Dicks: I know the American Medical Association (AMA) and the Centers for Medicare and Medicaid Services (CMS) have made recommendations for this. We didn't get our first set of reimbursements until around 2018, and they wanted to stop very conservatively because they were worried about waste, fraud, and abuse. Not many people adopted it because they were worried about a backlash from Medicare and Medicaid.
And then we got into [the COVID-19 pandemic]. [The pandemic] allowed the readings to go down from 16 days of readings to 2 days of readings. We saw bigger adoption in telehealth and also in RPM. The rumor is that our recommendation this fall will be that the readings go down to 2 days a month for compliance. I think that will increase adoption significantly. It is my opinion that, probably by 2027 or 2028, we'll see the ability for doctors to allow their EHRs and AI systems to bill on behalf of keeping patients compliant.
A doctor may be brought into anomalies along with AI, and maybe those are under different codes, but there should be codes out there for a doctor allowing their system to monitor their population of 2000 or 3000 patients they're seeing regularly to nudge them and keep them in compliance. I think that's a big thing that needs to be done, especially with physician and nurse shortages. I think that AI will be billable at a significantly reduced rate and will go after a much larger population of patients to nudge them into compliance.
I also think they really need to straighten out the licensure issues so that patients can be seen by a care professional across all 50 states and territories. Now there are multistate complex compacts for licensure, but I think that it needs to be more at the federal level.
How do you envision the role of virtual care and RPM evolving in the near future? What breakthroughs do you believe are needed to truly transform health care delivery at scale?

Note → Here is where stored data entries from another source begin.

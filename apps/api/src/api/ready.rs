//! Readiness check with a real database ping.

use axum::{
    extract::State,
    http::StatusCode,
    response::{IntoResponse, Response},
    routing::get,
    Json, Router,
};
use database::postgres::{check_health, DatabaseConnection};
use serde_json::json;

pub fn router(db: DatabaseConnection) -> Router {
    Router::new().route("/ready", get(ready_handler)).with_state(db)
}

async fn ready_handler(State(db): State<DatabaseConnection>) -> Response {
    match check_health(&db).await {
        Ok(()) => (
            StatusCode::OK,
            Json(json!({ "status": "ready", "database": "connected" })),
        )
            .into_response(),
        Err(e) => {
            tracing::error!("Readiness check failed: {:?}", e);
            (
                StatusCode::SERVICE_UNAVAILABLE,
                Json(json!({ "status": "not ready", "database": "disconnected" })),
            )
                .into_response()
        }
    }
}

Dicks: I'm a data guy, so I think data and AI systems are important. We have what I call “wearables, hearables, and seeables,” but I think we’re increasingly going into what I call “disappearables”. These are woven into your day-to-day fabric and cloth—more disposable patches, more connectivity directly to the cloud, and not necessarily through an intermediate device. But I think we're already starting to see an industry preference [for avoiding the need to] send a Bluetooth scale or blood pressure device, because they can be problematic in pairing and become unpaired. Instead, cellular can be built into individual devices and have the data shipped directly to the cloud.
Disposable sensors, AI, and data are all important. Those are all potential changes I see coming. This industry is now being driven by the consumer and by the payer. More than anybody else, we as consumers are starting to decide on who we see and how we see them based on the dollars we spend and who we spend them with.

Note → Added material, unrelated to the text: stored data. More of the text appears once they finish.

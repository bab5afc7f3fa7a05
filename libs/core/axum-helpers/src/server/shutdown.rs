use tracing::info;

/// Completes when the process receives SIGINT (ctrl-c) or, on unix, SIGTERM.
///
/// Used with `axum::serve(...).with_graceful_shutdown(...)` so in-flight
/// requests finish before the listener closes.
pub async fn shutdown_signal() {
    let ctrl_c = async {
        tokio::signal::ctrl_c()
            .await
            .expect("failed to install ctrl-c handler");
    };

    #[cfg(unix)]
    let terminate = async {
        tokio::signal::unix::signal(tokio::signal::unix::SignalKind::terminate())
            .expect("failed to install SIGTERM handler")
            .recv()
            .await;
    };

    #[cfg(not(unix))]
    let terminate = std::future::pending::<()>();

    tokio::select! {
        _ = ctrl_c => info!("Received ctrl-c, shutting down"),
        _ = terminate => info!("Received SIGTERM, shutting down"),
    }
}
//! Per-route validation rule lists.
//!
//! Each route declares the ordered rules the [`axum_helpers::validate`]
//! middleware enforces before its handler runs. Every rule is checked
//! independently, so a response lists one entry per violated rule.

use axum_helpers::validate::{Check, FieldRule};

/// Routes addressing a single product: the path id must be an integer.
pub const PRODUCT_ID: &[FieldRule] =
    &[FieldRule::path("id", Check::Integer, "ID must be a number")];

/// `POST /products` body rules.
pub const CREATE_PRODUCT: &[FieldRule] = &[
    FieldRule::body("name", Check::NotEmpty, "Name cannot be empty"),
    FieldRule::body("price", Check::Numeric, "Price must be a number"),
    FieldRule::body("price", Check::NotEmpty, "Price cannot be empty"),
    FieldRule::body("price", Check::GreaterThanZero, "Price must be greater than 0"),
];

/// `PUT /products/{id}` rules: the id plus the full body overwrite.
pub const UPDATE_PRODUCT: &[FieldRule] = &[
    FieldRule::path("id", Check::Integer, "ID must be a number"),
    FieldRule::body("name", Check::NotEmpty, "Name cannot be empty"),
    FieldRule::body("price", Check::Numeric, "Price must be a number"),
    FieldRule::body("price", Check::NotEmpty, "Price cannot be empty"),
    FieldRule::body("price", Check::GreaterThanZero, "Price must be greater than 0"),
    FieldRule::body("availability", Check::Boolean, "Availability must be a boolean"),
];

#[cfg(test)]
mod tests {
    use super::*;
    use axum_helpers::validate::evaluate;
    use serde_json::json;

    #[test]
    fn create_rules_report_four_errors_for_an_empty_body() {
        let errors = evaluate(CREATE_PRODUCT, &[], &json!({}));
        assert_eq!(errors.len(), 4);
    }

    #[test]
    fn create_rules_report_two_errors_for_a_non_numeric_price() {
        let body = json!({ "name": "Testing Price", "price": "Not a number" });
        let errors = evaluate(CREATE_PRODUCT, &[], &body);
        assert_eq!(errors.len(), 2);
        assert_eq!(errors[0].msg, "Price must be a number");
        assert_eq!(errors[1].msg, "Price must be greater than 0");
    }

    #[test]
    fn create_rules_report_one_error_for_a_zero_price() {
        let body = json!({ "name": "Testing Price", "price": 0 });
        let errors = evaluate(CREATE_PRODUCT, &[], &body);
        assert_eq!(errors.len(), 1);
        assert_eq!(errors[0].msg, "Price must be greater than 0");
    }

    #[test]
    fn update_rules_report_five_errors_for_an_empty_body() {
        let errors = evaluate(UPDATE_PRODUCT, &[("id", "1")], &json!({}));
        assert_eq!(errors.len(), 5);
    }

    #[test]
    fn id_rule_rejects_non_numeric_ids() {
        let errors = evaluate(PRODUCT_ID, &[("id", "hola")], &json!({}));
        assert_eq!(errors.len(), 1);
        assert_eq!(errors[0].msg, "ID must be a number");
    }
}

From that perspective, my choice is to sit behind a computer—or the 2 or 3 screens that I have in front of me—and communicate with my provider regularly. I am compliant enough that if I have a lab 2 blocks away, I can go there and get my blood tested regularly if my doctor orders it. I prefer not to be on medications, but my supplements and medications all come through mail order when I need them. I think the system must be more heuristic and learn when to start shipping those out automatically. It's like shipping my food to my door through HelloFresh or Blue Apron. It needs to be more intuitive to my needs.
We're in a very dynamic time with the government, too. My approach is that sometimes, through chaos comes opportunity. Things do need to be shaken up to be able to be reassembled in a different way and make room for new processes and technology—even if I may not necessarily agree with how that is being done. I think we’re going to see a lot of changes over the next couple of years. Health care tends to move very slowly, but the accelerants are an aging population, increased costs, and AI. AI is going to give consumers the power to say what they want quickly. If health systems, providers, and payers are not willing to move as fast with the consumer, then the consumer will find another way to get what they want.